Should the word "extend" occur in a line of the records, copy that line.

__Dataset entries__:
------------------------------------------------------------

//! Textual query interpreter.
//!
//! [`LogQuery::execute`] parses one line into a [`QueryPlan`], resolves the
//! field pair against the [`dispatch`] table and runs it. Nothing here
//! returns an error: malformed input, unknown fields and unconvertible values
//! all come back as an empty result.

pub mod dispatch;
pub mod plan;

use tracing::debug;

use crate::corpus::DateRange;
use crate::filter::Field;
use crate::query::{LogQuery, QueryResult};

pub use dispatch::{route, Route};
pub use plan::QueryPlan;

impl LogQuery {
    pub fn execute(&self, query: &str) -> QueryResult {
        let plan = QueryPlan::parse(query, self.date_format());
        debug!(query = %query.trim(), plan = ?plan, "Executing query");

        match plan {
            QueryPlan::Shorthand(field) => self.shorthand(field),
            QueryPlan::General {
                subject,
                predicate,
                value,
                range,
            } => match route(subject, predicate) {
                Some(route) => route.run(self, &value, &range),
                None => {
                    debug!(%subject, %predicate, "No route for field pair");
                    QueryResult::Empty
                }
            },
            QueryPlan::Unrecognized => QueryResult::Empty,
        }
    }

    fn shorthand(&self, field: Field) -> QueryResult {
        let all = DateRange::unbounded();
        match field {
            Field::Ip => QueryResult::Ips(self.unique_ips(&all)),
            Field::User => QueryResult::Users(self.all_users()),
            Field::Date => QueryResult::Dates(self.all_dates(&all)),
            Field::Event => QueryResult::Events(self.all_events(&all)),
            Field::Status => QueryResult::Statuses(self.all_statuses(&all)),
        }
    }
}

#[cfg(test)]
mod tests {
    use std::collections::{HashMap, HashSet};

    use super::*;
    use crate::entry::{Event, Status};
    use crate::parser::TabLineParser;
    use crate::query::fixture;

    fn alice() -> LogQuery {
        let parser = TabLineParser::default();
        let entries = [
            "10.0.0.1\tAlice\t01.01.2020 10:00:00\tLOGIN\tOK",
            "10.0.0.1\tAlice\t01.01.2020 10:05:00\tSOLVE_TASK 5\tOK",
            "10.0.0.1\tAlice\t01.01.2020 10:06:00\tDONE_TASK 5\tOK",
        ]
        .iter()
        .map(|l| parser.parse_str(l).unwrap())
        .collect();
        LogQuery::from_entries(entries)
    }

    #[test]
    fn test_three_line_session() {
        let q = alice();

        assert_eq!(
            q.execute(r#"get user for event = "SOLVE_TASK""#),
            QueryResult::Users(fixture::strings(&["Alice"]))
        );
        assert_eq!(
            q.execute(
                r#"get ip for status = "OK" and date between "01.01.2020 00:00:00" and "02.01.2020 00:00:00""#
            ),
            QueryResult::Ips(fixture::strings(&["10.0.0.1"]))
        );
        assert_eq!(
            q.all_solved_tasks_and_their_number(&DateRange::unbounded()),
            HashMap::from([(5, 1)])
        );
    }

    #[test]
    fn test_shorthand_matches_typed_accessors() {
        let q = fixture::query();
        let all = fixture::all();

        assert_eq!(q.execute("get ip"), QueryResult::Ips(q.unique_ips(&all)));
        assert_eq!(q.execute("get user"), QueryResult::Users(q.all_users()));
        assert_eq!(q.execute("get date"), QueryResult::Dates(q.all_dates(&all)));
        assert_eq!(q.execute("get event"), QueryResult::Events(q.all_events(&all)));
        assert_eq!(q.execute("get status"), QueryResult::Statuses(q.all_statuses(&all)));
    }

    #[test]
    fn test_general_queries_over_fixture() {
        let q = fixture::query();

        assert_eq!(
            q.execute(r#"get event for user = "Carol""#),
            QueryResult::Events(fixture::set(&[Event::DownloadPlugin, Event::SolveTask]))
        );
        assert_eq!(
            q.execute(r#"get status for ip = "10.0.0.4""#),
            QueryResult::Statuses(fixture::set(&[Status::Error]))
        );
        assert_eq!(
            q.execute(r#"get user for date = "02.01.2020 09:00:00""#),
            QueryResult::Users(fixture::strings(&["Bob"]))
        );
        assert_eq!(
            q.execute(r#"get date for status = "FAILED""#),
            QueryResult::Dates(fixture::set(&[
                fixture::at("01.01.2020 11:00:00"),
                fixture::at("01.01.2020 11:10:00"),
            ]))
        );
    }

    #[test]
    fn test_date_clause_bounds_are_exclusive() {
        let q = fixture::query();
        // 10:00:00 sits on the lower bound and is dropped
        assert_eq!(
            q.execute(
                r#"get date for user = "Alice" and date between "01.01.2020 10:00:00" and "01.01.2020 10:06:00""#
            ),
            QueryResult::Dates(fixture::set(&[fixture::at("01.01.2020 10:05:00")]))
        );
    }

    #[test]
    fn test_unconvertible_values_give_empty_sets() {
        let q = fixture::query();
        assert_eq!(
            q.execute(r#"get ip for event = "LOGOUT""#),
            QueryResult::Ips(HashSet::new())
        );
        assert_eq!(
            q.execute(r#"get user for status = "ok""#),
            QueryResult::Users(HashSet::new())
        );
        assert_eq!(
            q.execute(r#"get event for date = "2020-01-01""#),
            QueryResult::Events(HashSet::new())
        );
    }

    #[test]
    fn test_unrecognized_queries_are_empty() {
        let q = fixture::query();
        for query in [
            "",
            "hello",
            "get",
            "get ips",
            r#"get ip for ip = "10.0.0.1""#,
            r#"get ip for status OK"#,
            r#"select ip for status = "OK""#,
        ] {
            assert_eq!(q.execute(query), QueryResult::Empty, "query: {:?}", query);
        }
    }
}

------------------------------------------------------------

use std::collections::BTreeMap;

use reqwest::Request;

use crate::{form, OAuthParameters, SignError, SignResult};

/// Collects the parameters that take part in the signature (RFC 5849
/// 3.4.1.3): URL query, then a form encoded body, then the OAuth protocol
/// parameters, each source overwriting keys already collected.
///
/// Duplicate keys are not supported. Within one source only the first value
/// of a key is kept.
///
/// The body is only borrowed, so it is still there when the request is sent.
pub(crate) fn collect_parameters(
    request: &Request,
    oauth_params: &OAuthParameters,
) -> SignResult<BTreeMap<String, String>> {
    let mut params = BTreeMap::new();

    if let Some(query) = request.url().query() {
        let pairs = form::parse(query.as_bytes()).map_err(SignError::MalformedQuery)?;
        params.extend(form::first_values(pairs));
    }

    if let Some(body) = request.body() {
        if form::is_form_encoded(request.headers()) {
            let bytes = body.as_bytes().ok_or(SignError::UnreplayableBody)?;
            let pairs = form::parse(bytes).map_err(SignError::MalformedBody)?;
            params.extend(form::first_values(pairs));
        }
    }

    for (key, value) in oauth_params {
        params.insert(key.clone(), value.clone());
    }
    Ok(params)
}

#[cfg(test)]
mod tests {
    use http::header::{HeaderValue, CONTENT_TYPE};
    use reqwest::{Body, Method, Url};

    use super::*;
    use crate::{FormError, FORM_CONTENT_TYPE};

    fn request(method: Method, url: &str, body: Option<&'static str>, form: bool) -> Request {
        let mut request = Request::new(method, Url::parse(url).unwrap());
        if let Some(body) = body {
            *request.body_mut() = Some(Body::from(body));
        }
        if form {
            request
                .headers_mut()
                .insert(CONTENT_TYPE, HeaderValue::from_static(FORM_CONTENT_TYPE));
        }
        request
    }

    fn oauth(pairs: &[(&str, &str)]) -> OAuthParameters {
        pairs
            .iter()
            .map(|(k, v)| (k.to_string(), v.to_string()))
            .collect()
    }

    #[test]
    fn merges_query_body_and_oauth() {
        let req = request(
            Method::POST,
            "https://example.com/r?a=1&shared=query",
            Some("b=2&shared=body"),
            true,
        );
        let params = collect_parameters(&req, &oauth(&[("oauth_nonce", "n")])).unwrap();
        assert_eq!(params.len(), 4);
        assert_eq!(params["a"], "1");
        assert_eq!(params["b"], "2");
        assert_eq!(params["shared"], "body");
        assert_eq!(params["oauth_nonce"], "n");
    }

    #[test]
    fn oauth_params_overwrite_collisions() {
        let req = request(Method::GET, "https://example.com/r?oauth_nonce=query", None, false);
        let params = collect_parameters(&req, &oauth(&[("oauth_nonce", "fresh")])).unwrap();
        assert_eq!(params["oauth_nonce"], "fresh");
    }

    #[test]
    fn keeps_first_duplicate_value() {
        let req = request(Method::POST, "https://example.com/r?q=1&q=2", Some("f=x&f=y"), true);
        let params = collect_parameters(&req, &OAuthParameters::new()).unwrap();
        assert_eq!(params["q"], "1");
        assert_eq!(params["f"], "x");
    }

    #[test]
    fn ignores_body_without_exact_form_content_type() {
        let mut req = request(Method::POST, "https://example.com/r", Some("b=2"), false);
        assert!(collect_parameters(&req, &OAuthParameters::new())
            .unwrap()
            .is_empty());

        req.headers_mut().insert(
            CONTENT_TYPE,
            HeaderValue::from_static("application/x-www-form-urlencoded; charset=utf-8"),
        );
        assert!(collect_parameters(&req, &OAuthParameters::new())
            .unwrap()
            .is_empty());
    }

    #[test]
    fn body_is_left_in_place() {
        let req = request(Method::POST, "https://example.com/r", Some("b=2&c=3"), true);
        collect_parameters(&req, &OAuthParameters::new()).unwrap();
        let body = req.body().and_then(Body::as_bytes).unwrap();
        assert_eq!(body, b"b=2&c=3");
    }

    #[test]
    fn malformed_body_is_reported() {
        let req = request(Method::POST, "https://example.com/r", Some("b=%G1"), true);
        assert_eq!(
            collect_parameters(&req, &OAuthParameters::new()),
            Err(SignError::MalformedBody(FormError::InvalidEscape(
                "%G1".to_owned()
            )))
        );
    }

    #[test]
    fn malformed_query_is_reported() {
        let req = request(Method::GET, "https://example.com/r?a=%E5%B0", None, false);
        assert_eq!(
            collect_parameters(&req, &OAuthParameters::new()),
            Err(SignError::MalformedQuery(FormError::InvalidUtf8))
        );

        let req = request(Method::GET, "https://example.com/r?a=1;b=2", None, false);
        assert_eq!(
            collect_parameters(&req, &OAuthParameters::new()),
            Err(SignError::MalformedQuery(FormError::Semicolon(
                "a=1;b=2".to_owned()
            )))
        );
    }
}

------------------------------------------------------------

__EXERCISE ANSWER__:
        params.extend(form::first_values(pairs));
            params.extend(form::first_values(pairs));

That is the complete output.